I am new to PIG and want to calculate Average of my one column data that looks like
0
10.1
20.1
30
40
50
60
70
80.1
I wrote this pig script
dividends = load 'myfile.txt' as (A);
dump dividends
grouped = group dividends by A;
avg = foreach grouped generate AVG(grouped.A);
dump avg
It parses data as
(0)
(10.1)
(20.1)
(30)
(40)
(50)
(60)
(70)
(80.1)
but gives this error for average
2013-03-04 15:10:58,289 [main] ERROR org.apache.pig.tools.grunt.Grunt - ERROR 1200: Pig script failed to parse:
<file try.pig, line 4, column 41> Invalid scalar projection: grouped
Details at logfile: /Users/PreetiGupta/Documents/CMPS290S/project/pig_1362438645642.log
ANY IDEA
The AVG
built in function takes a bag as an input.
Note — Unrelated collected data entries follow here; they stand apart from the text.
//! Thread entity - Conversazione di un utente, opzionalmente legata a un sidekiq

use chrono::{DateTime, Utc};
use serde::{Deserialize, Serialize};

#[derive(Serialize, Deserialize, Debug, Clone, sqlx::FromRow)]
pub struct Thread {
    pub id: i32,
    pub user_id: i32,
    pub sidekiq_id: Option<i32>,
    pub title: String,
    pub created_at: DateTime<Utc>,
    pub updated_at: DateTime<Utc>,
}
In your group
statement, you are currently grouping elements by the value of A
, but what you really want to do is group all the elements into one bag.
Pig's GROUP ALL
is what you want to use:
dividends = load 'myfile.txt' as (A);
dump dividends
grouped = group dividends all;
avg = foreach grouped generate AVG(dividends.A);
dump avg